The inscription "DDPF" -- standing for "French prisoners' rights" -- was found at nearly all sites, except for the prison near Toulon where assailants left the mysterious acronym "DDFM".
The national anti-terrorist prosecutor's office said it was taking charge of the investigation.
Darmanin on Tuesday travelled to the prison near Toulon that was targeted by gunfire.
French authorities "will not give in," he told the press outside the jail, adding no one had yet claimed responsibility for the attacks.
"Attempts are being made to intimidate penal institutions, ranging from the burning of vehicles to automatic gunfire," he wrote on X earlier.
France is facing "drug trafficking, and is taking measures that will seriously disrupt criminal networks," he added, promising a "firm" government response.
- 'Protection of prison officers' -
Darmanin, who is a former interior minister, is presiding over what he calls a "prison revolution" that envisages putting 200 of France's 700 most dangerous drug traffickers in two top-security prisons.

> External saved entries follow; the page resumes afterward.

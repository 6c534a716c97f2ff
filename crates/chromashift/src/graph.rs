//! The confusability graph over a palette.

use std::collections::HashSet;

use log::debug;
use rayon::prelude::*;

use crate::core::to_eq_coordinates;
use crate::{ConfusionModel, Float};

#[derive(Clone, Copy, Debug)]
struct Edge {
    source: usize,
    target: usize,
    retired: bool,
}

/// A graph with one vertex per palette color and one edge per confusable pair.
///
/// Edges are never removed. Instead, [`ConfusionGraph::retire`] marks all live
/// edges of a vertex as retired, which keeps vertex indices and edge lists
/// stable while the resolver works its way through the conflicts. Degrees only
/// count live edges.
#[derive(Clone, Debug)]
pub struct ConfusionGraph {
    colors: Vec<[Float; 3]>,
    edges: Vec<Edge>,
    adjacency: Vec<Vec<usize>>,
    degrees: Vec<usize>,
}

impl ConfusionGraph {
    /// Get the number of vertices.
    pub fn len(&self) -> usize {
        self.colors.len()
    }

    /// Determine whether the graph has no vertices.
    pub fn is_empty(&self) -> bool {
        self.colors.is_empty()
    }

    /// Get the colors of all vertices.
    pub fn colors(&self) -> &[[Float; 3]] {
        &self.colors
    }

    /// Get the color of the vertex.
    ///
    /// # Panics
    ///
    /// If the vertex is out of bounds.
    pub fn color(&self, vertex: usize) -> &[Float; 3] {
        &self.colors[vertex]
    }

    /// Get the number of live edges of the vertex.
    ///
    /// # Panics
    ///
    /// If the vertex is out of bounds.
    pub fn degree(&self, vertex: usize) -> usize {
        self.degrees[vertex]
    }

    /// Get the vertices still connected to the vertex by live edges.
    ///
    /// # Panics
    ///
    /// If the vertex is out of bounds.
    pub fn neighbors(&self, vertex: usize) -> impl Iterator<Item = usize> + '_ {
        self.adjacency[vertex].iter().filter_map(move |index| {
            let edge = &self.edges[*index];
            if edge.retired {
                None
            } else if edge.source == vertex {
                Some(edge.target)
            } else {
                Some(edge.source)
            }
        })
    }

    /// Get the live edges as vertex pairs with the smaller index first.
    pub fn edges(&self) -> impl Iterator<Item = (usize, usize)> + '_ {
        self.edges
            .iter()
            .filter(|edge| !edge.retired)
            .map(|edge| (edge.source, edge.target))
    }

    /// Get the number of live edges.
    pub fn edge_count(&self) -> usize {
        self.degrees.iter().sum::<usize>() / 2
    }

    /// Find the vertex with the highest positive degree, preferring earlier
    /// vertices on ties.
    pub fn max_degree_vertex(&self) -> Option<usize> {
        let mut max = 0;
        let mut vertex = None;
        for (index, degree) in self.degrees.iter().enumerate() {
            if *degree > max {
                max = *degree;
                vertex = Some(index);
            }
        }
        vertex
    }

    /// Retire all live edges of the vertex.
    ///
    /// # Panics
    ///
    /// If the vertex is out of bounds.
    pub fn retire(&mut self, vertex: usize) {
        for index in &self.adjacency[vertex] {
            let edge = &mut self.edges[*index];
            if !edge.retired {
                edge.retired = true;
                self.degrees[edge.source] -= 1;
                self.degrees[edge.target] -= 1;
            }
        }
    }

    /// Determine whether any live edges remain.
    pub fn has_conflicts(&self) -> bool {
        self.degrees.iter().any(|d| *d > 0)
    }
}

/// Build the confusability graph for the colors.
///
/// Numerically identical colors collapse into the first vertex with that
/// color. Two vertices are connected if their differentiation score is at most
/// one. The pairwise scores are computed in parallel.
pub fn build_confusion_graph(colors: &[[Float; 3]], model: &ConfusionModel) -> ConfusionGraph {
    let mut seen = HashSet::with_capacity(colors.len());
    let colors: Vec<_> = colors
        .iter()
        .filter(|color| seen.insert(to_eq_coordinates(color)))
        .copied()
        .collect();

    let n = colors.len();
    let edges: Vec<_> = (0..n)
        .into_par_iter()
        .flat_map_iter(|source| {
            let colors = &colors;
            (source + 1..n).filter_map(move |target| {
                if model.differentiation(&colors[source], &colors[target]) <= 1.0 {
                    Some(Edge {
                        source,
                        target,
                        retired: false,
                    })
                } else {
                    None
                }
            })
        })
        .collect();

    let mut adjacency = vec![Vec::new(); n];
    let mut degrees = vec![0; n];
    for (index, edge) in edges.iter().enumerate() {
        adjacency[edge.source].push(index);
        adjacency[edge.target].push(index);
        degrees[edge.source] += 1;
        degrees[edge.target] += 1;
    }

    debug!(
        "built confusion graph with {} vertices and {} edges",
        n,
        edges.len()
    );

    ConfusionGraph {
        colors,
        edges,
        adjacency,
        degrees,
    }
}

The plan follows the escape from custody last year of suspected drugs baron Mohamed Amra that killed two prison guards. He has since been re-arrested in Romania and extradited back to France.
All lines of inquiry are being pursued over this week's attacks, but investigators are not ruling out that anarchists could be behind them, one source close to the case said.
But Darmanin said the methods seemed reminiscent of those used in the drugs world.
"It looks awfully like what I knew when I was interior minister: people paid a couple of hundred or thousand euros on small contracts to intimidate," he said.
A source close to the matter told AFP it looked like a coordinated attack "clearly linked to the anti-drug gang strategy" pursued by Darmanin.
Retailleau called for a "prompt" reinforcement of "the protection of prison officers and establishments".
- 'Full-on attack' -
Early Monday night, several individuals armed with automatic rifles targeted the gate of the prison near Toulon, according to the authorities.
The prison's grey gates were peppered with bullet holes and spray-painted with a mysterious inscription reading "DDFM", an AFP journalist reported.
In the southern port city of Marseille, ten prison vehicles were tagged with the inscription DDPF overnight Monday to Tuesday, the head of the Bouches-du-Rhone department, Martine Vassal, said on X.
In the car park of the Villepinte prison north of Paris, three vehicles -- including two belonging to prison staff -- were set on fire, a police source said. A fuel canister was found on site, and CCTV footage showed two individuals torching cars.
Cars were also torched in Aix and Valence in the south of the country, a police source said.
"These criminal acts are a full-on attack on our institution, on the republic and the staff who serve the republic every day," the FO Justice union said, calling for a "strong, clear response" from the government.
Wilfried Fonck, national secretary for the UFAP UNSA Justice union, told AFP the prison system did not have enough staff to secure prison perimeters "24/7".